It also looks like the kernel can support receiving variable-sized
responses, like FUSE_READ does:
args->out_argvar = true;
args->out_numargs = 1;
args->out_args[0].size = count;
I think this means that if we ever needed to expand the _out struct to
allow the fuse server to send back a more lengthy response, we could
potentially do that without needing a minor protocol version bump.
> > +};
> > +
> > +struct fuse_iomap_begin_in {
> > + uint32_t opflags; /* FUSE_IOMAP_OP_* */
> > + uint32_t reserved; /* zero */
> > + uint64_t attr_ino; /* matches fuse_attr:ino */
> > + uint64_t pos; /* file position, in bytes */
> > + uint64_t count; /* operation length, in bytes */
> > +};
> > +
> > +struct fuse_iomap_begin_out {
> > + /* read file data from here */
> > + struct fuse_iomap_io read;
> > +
> > + /* write file data to here, if applicable */
> > + struct fuse_iomap_io write;
>
> Same question here
How much padding do you want? fuse_iomap_io is conveniently half a
cacheline right now...
> > +};
> > +
> > +struct fuse_iomap_end_in {
> > + uint32_t opflags; /* FUSE_IOMAP_OP_* */
> > + uint32_t reserved; /* zero */
> > + uint64_t attr_ino; /* matches fuse_attr:ino */
> > + uint64_t pos; /* file position, in bytes */
> > + uint64_t count; /* operation length, in bytes */
> > + int64_t written; /* bytes processed */
>
> On the fs/iomap side, I see that written is passed through by
> iomap_iter() to ->iomap_end through 'ssize_t advanced' but it's not
> clear to me why advanced needs to be signed. I think it used to also
> represent the error status, but it looks like now that's represented
> through iter->status and 'advanced' strictly reflects the number of
> bytes written. As such, do you think it makes sense to change
> 'advanced' to loff_t and have written be uint64_t instead?
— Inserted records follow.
//! Low-level byte reading utilities

use byteorder::{ByteOrder, LittleEndian};
use log::trace;

use crate::plt::types::error::{PltError, Result};

/// A forward-moving read position over a fully buffered `.plt` image.
///
/// Every read is little-endian and bounds checked; running past the end
/// yields [`PltError::TruncatedInput`] carrying the offending offset.
#[derive(Debug, Clone)]
pub struct ByteCursor<'a> {
    data: &'a [u8],
    pos: usize,
}

impl<'a> ByteCursor<'a> {
    pub fn new(data: &'a [u8]) -> Self {
        Self { data, pos: 0 }
    }

    /// Starts reading at an absolute offset, e.g. the header's data offset.
    pub fn at(data: &'a [u8], pos: usize) -> Result<Self> {
        let mut cursor = Self::new(data);
        cursor.seek(pos)?;
        Ok(cursor)
    }

    pub fn position(&self) -> usize {
        self.pos
    }

    pub fn remaining(&self) -> usize {
        self.data.len().saturating_sub(self.pos)
    }

    pub fn seek(&mut self, pos: usize) -> Result<()> {
        if pos > self.data.len() {
            return Err(PltError::TruncatedInput {
                offset: self.data.len(),
                needed: pos - self.data.len(),
                available: 0,
            });
        }
        self.pos = pos;
        Ok(())
    }

    fn check(&self, needed: usize) -> Result<()> {
        if self.remaining() < needed {
            return Err(PltError::TruncatedInput {
                offset: self.pos,
                needed,
                available: self.remaining(),
            });
        }
        Ok(())
    }

    /// Returns the next `len` bytes and advances past them.
    pub fn read_bytes(&mut self, len: usize) -> Result<&'a [u8]> {
        self.check(len)?;
        let bytes = &self.data[self.pos..self.pos + len];
        self.pos += len;
        Ok(bytes)
    }

    pub fn skip(&mut self, len: usize) -> Result<()> {
        self.read_bytes(len).map(|_| ())
    }

    pub fn read_u8(&mut self) -> Result<u8> {
        Ok(self.read_bytes(1)?[0])
    }

    pub fn read_i32(&mut self) -> Result<i32> {
        self.read_bytes(4).map(LittleEndian::read_i32)
    }

    pub fn read_f32(&mut self) -> Result<f32> {
        self.read_bytes(4).map(LittleEndian::read_f32)
    }

    pub fn read_f64(&mut self) -> Result<f64> {
        self.read_bytes(8).map(LittleEndian::read_f64)
    }

    /// Reads `count` little-endian `i32` values.
    pub fn read_i32_vec(&mut self, count: usize) -> Result<Vec<i32>> {
        let bytes = self.read_bytes(count.saturating_mul(4))?;
        let mut values = vec![0i32; count];
        LittleEndian::read_i32_into(bytes, &mut values);
        Ok(values)
    }

    /// Reads a Tecplot string: one 4-byte character code per character,
    /// terminated by a zero code that is consumed but not returned.
    pub fn read_string(&mut self) -> Result<String> {
        let start = self.pos;
        let mut text = String::new();
        loop {
            if self.remaining() < 4 {
                return Err(PltError::TruncatedInput {
                    offset: self.pos,
                    needed: 4,
                    available: self.remaining(),
                });
            }
            let code = self.read_i32()?;
            if code == 0 {
                break;
            }
            text.push(char::from_u32(code as u32).unwrap_or(char::REPLACEMENT_CHARACTER));
        }
        trace!("Read string {:?} ({} bytes) at offset {}", text, self.pos - start, start);
        Ok(text)
    }
}

/// Little-endian image builder for tests.
#[cfg(test)]
#[derive(Debug, Default)]
pub(crate) struct ByteWriter(pub Vec<u8>);

#[cfg(test)]
impl ByteWriter {
    pub fn i32(mut self, v: i32) -> Self {
        self.0.extend_from_slice(&v.to_le_bytes());
        self
    }

    pub fn i32s(self, vs: &[i32]) -> Self {
        vs.iter().fold(self, |w, &v| w.i32(v))
    }

    pub fn f32(mut self, v: f32) -> Self {
        self.0.extend_from_slice(&v.to_le_bytes());
        self
    }

    pub fn f32s(self, vs: &[f32]) -> Self {
        vs.iter().fold(self, |w, &v| w.f32(v))
    }

    pub fn f64(mut self, v: f64) -> Self {
        self.0.extend_from_slice(&v.to_le_bytes());
        self
    }

    pub fn string(self, s: &str) -> Self {
        s.chars().fold(self, |w, c| w.i32(c as i32)).i32(0)
    }

    /// Magic, byte order, full file type, title and variable names.
    pub fn header(magic: &[u8; 8], variables: &[&str]) -> Self {
        let w = ByteWriter(magic.to_vec()).i32(1).i32(0).string("test");
        variables
            .iter()
            .fold(w.i32(variables.len() as i32), |w, name| w.string(name))
    }

    /// A V112 ordered zone record, marker included.
    pub fn ordered_zone(self, name: &str, dims: [i32; 3], shared: &[i32]) -> Self {
        self.f32(299.0)
            .string(name)
            .i32(-1)
            .i32(0)
            .i32(0)
            .i32(0)
            .i32(0)
            .i32s(&dims)
            .f64(0.0)
            .i32(-1)
            .i32s(shared)
            .i32(-1)
            .i32(0)
    }
}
Not quite -- back in the bad old days, iomap_iter::processed was a s64
value that the iteration loop had to set to one of:
* a positive number for positive progress
* zero to stop the iteration
* a negative errno to fail out
Nowadays we just move iomap_iter::pos forward via iomap_iter_advance or
set status to a negative number to end the iteration.
So yes, I think @advanced should be widened to 64-bits since iomap
operations can jump more than 2GB per iter step. Practically speaking I
think this hasn't yet been a problem because the only operations that
can do that (fiemap, seek, swap) also don't have any client filesystems
that implement iomap_end; or they do but never send mappings large
enough to cause problems.
iomap iters can't go backwards so @advanced could be u64 as well.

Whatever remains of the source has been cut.